Creating the Conditions
In order to reap the social and economic benefits of ICT, there are three interrelated areas for action: content, confidence and capability, and connection.
Content
In an inclusive society, all members are able to access and contribute to the national stock of ideas, information and knowledge. This ideal forms the core of a democratic society and is at the heart of our policies on education, culture, national identity and the innovation system.
Confidence and Capability
The full potential of ICT can only be realised if all New Zealanders have the ability and confidence to use ICT and consider their experience of it to be beneficial. There are two dimensions to consider: our people and the ICT environment in New Zealand.
- The human dimension: Ensuring that New Zealanders are aware of the ways in which digital technologies can enhance their well-being, and that they have the opportunity to acquire ICT skills together with the necessary technical support to use them effectively.
- The ICT environment: Ensuring that the environment for ICT use in New Zealand is trusted, secure and reliable.
Safety and Security
Cyber-attacks, spam, electronic viruses and spyware are increasing. They all cause economic loss and undermine the benefits that ICT confers. There are also well founded concerns about child pornography, the victimisation of children in chat-rooms, online scams, and harassment by email or text messaging. All these menaces, great and small, undermine our efforts to encourage the uptake and productive use of ICT.
Connection
Being connected is a prerequisite for all the other goals of the Digital Strategy: unleashing the potential of communities, creating value in business from information, and transforming government.

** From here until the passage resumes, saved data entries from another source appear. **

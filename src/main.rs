//! # HoundHub — dog-training CRM automation engine
//!
//! Runs the scheduled-task and workflow email engine over the CRM database.
//! An external timer (cron, systemd) is expected to invoke `houndhub tick`
//! periodically; `houndhub watch` is the self-timing alternative.
//!
//! Usage:
//!   houndhub tick                        # run one tick and exit
//!   houndhub watch --interval-secs 900   # tick on a timer
//!   houndhub enroll --workflow 1 --client 2
//!   houndhub cancel --enrollment 3
//!   houndhub logs --limit 20
//!   houndhub seed-demo                   # demo workflow + client + tasks

use anyhow::Result;
use chrono::{Duration, Utc};
use clap::{Parser, Subcommand};
use std::path::Path;
use std::sync::Arc;
use tracing_subscriber::EnvFilter;

use houndhub_core::HoundHubConfig;
use houndhub_db::{trigger_type, CrmDb, StepAttachments, WorkflowStepSeed};
use houndhub_notify::{smtp::SmtpMailer, LogMailer, Mailer};
use houndhub_scheduler::{run_tick, TaskContext, TaskRegistry};
use houndhub_workflow::{
    enrollment, BookingReminderTask, EnrollOutcome, WorkflowStepTask,
};

#[derive(Parser)]
#[command(
    name = "houndhub",
    version,
    about = "HoundHub — scheduled-task and workflow automation for a dog-training CRM"
)]
struct Cli {
    /// Path to config file (default ~/.houndhub/config.toml)
    #[arg(long)]
    config: Option<String>,

    /// Verbose logging
    #[arg(short, long)]
    verbose: bool,

    #[command(subcommand)]
    command: Command,
}

#[derive(Subcommand)]
enum Command {
    /// Run one tick: execute every due scheduled task, then exit.
    Tick,
    /// Keep ticking on a fixed interval.
    Watch {
        #[arg(long, default_value = "900")]
        interval_secs: u64,
    },
    /// Enroll a client into a workflow.
    Enroll {
        #[arg(long)]
        workflow: i64,
        #[arg(long)]
        client: i64,
    },
    /// Cancel an active enrollment and its pending steps.
    Cancel {
        #[arg(long)]
        enrollment: i64,
    },
    /// Show recent task log entries.
    Logs {
        #[arg(long, default_value = "20")]
        limit: usize,
    },
    /// Insert a demo workflow, client, booking, and trigger.
    SeedDemo,
}

#[tokio::main]
async fn main() -> Result<()> {
    let cli = Cli::parse();

    let filter = if cli.verbose { "debug" } else { "info" };
    tracing_subscriber::fmt()
        .with_env_filter(EnvFilter::try_from_default_env().unwrap_or_else(|_| EnvFilter::new(filter)))
        .with_target(false)
        .init();

    let config = match &cli.config {
        Some(path) => {
            let expanded = shellexpand::tilde(path).to_string();
            HoundHubConfig::load_from(Path::new(&expanded))?
        }
        None => HoundHubConfig::load()?,
    };
    let config = Arc::new(config);

    let db_path = shellexpand::tilde(&config.database_path).to_string();
    let db = Arc::new(CrmDb::open(Path::new(&db_path))?);

    match cli.command {
        Command::Tick => {
            ensure_default_tasks(&db)?;
            let ctx = build_context(db, config)?;
            let summary = run_tick(&build_registry(), &ctx).await?;
            // Individual task failures are in the audit log; only a store
            // failure exits non-zero.
            println!(
                "Tick complete: {} succeeded, {} failed",
                summary.tasks_run, summary.tasks_failed
            );
        }
        Command::Watch { interval_secs } => {
            ensure_default_tasks(&db)?;
            let registry = build_registry();
            tracing::info!("Watching: tick every {interval_secs}s");
            let mut interval = tokio::time::interval(std::time::Duration::from_secs(interval_secs));
            loop {
                interval.tick().await;
                let ctx = build_context(db.clone(), config.clone())?;
                if let Err(e) = run_tick(&registry, &ctx).await {
                    tracing::error!("Tick aborted: {e}");
                }
            }
        }
        Command::Enroll { workflow, client } => {
            match enrollment::enroll(&db, workflow, client, "cli", Utc::now())? {
                EnrollOutcome::Enrolled { enrollment_id } => {
                    println!("Enrolled: enrollment id {enrollment_id}");
                }
                EnrollOutcome::AlreadyEnrolled => {
                    println!("Client {client} already has an active enrollment in workflow {workflow}");
                }
            }
        }
        Command::Cancel { enrollment } => {
            let cancelled = enrollment::cancel(&db, enrollment, Utc::now())?;
            println!("Cancelled enrollment {enrollment} ({cancelled} pending step(s) dropped)");
        }
        Command::Logs { limit } => {
            let logs = db.recent_task_logs(limit)?;
            if logs.is_empty() {
                println!("No task logs yet.");
            }
            for log in logs {
                println!(
                    "{}  [{}] {} — {} ({} item(s), {}ms)",
                    log.created_at.format("%Y-%m-%d %H:%M:%S"),
                    log.status,
                    log.task_name,
                    log.message,
                    log.items_processed,
                    log.execution_time_ms
                );
            }
        }
        Command::SeedDemo => seed_demo(&db)?,
    }

    Ok(())
}

/// All known task handlers, registered explicitly.
fn build_registry() -> TaskRegistry {
    let mut registry = TaskRegistry::new();
    registry.register(WorkflowStepTask::TASK_TYPE, Arc::new(WorkflowStepTask));
    registry.register(BookingReminderTask::TASK_TYPE, Arc::new(BookingReminderTask));
    registry
}

fn build_context(db: Arc<CrmDb>, config: Arc<HoundHubConfig>) -> Result<TaskContext> {
    let mailer: Arc<dyn Mailer> = if config.smtp.enabled {
        Arc::new(SmtpMailer::from_config(&config.smtp)?)
    } else {
        tracing::warn!("SMTP disabled: outbound email will be logged, not sent");
        Arc::new(LogMailer)
    };
    Ok(TaskContext {
        db,
        mailer,
        config,
        now: Utc::now(),
    })
}

/// Seed the two standing tasks on first run against an empty table.
fn ensure_default_tasks(db: &CrmDb) -> Result<()> {
    db.ensure_task("Workflow Steps", WorkflowStepTask::TASK_TYPE, "interval", "15")?;
    db.ensure_task(
        "Booking Reminders",
        BookingReminderTask::TASK_TYPE,
        "interval",
        "60",
    )?;
    Ok(())
}

fn seed_demo(db: &CrmDb) -> Result<()> {
    let now = Utc::now();

    let workflow = db.insert_workflow("New Client Welcome", true)?;
    let mut welcome = WorkflowStepSeed::new(workflow, 1, "Welcome", "immediate", "");
    welcome.email_subject = "Welcome to {business_name}!".into();
    welcome.email_body_html =
        "<p>Hi {client_name},</p><p>We're thrilled to start training with you.</p>".into();
    welcome.email_body_text = "Hi {client_name},\n\nWe're thrilled to start training with you.".into();
    db.insert_step(&welcome)?;

    let mut check_in = WorkflowStepSeed::new(workflow, 2, "Check-in", "after_previous", "1 day");
    check_in.email_subject = "How was your first session?".into();
    check_in.email_body_html = "<p>Hi {client_name}, how did it go?</p>".into();
    check_in.email_body_text = "Hi {client_name}, how did it go?".into();
    check_in.attachments = StepAttachments {
        include_booking_link: true,
        ..Default::default()
    };
    db.insert_step(&check_in)?;

    let mut invoice = WorkflowStepSeed::new(workflow, 3, "Invoice", "after_previous", "2 days");
    invoice.email_subject = "Your invoice from {business_name}".into();
    invoice.email_body_html = "<p>Hi {client_name}, your invoice is ready.</p>".into();
    invoice.email_body_text = "Hi {client_name}, your invoice is ready.".into();
    invoice.attachments = StepAttachments {
        invoice_id: Some(1),
        ..Default::default()
    };
    db.insert_step(&invoice)?;

    db.insert_trigger(workflow, trigger_type::APPOINTMENT_BOOKING, Some(1), None)?;

    let client = db.insert_client("Daisy", "Barker", Some("daisy@example.com"), Some("555-0100"))?;
    db.insert_booking(client, 1, now + Duration::hours(20), "confirmed")?;

    ensure_default_tasks(db)?;

    println!("Seeded demo data:");
    println!("  workflow {workflow} \"New Client Welcome\" (3 steps, booking trigger)");
    println!("  client {client} with a session ~20h out");
    println!("Try: houndhub enroll --workflow {workflow} --client {client}, then houndhub tick");
    Ok(())
}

Being connected requires a high-quality infrastructure that connects us to global networks, giving access to the wired world. Such a network will give us access to knowledge resources, e-government services, leading-edge research and new markets, making possible collaborative communication and the production of new content.
Being connected is not sufficient in itself, as the other sections (Content, Confidence and Capability, Communities, Businesses and the Government) make plain. But without connection, nothing else can happen.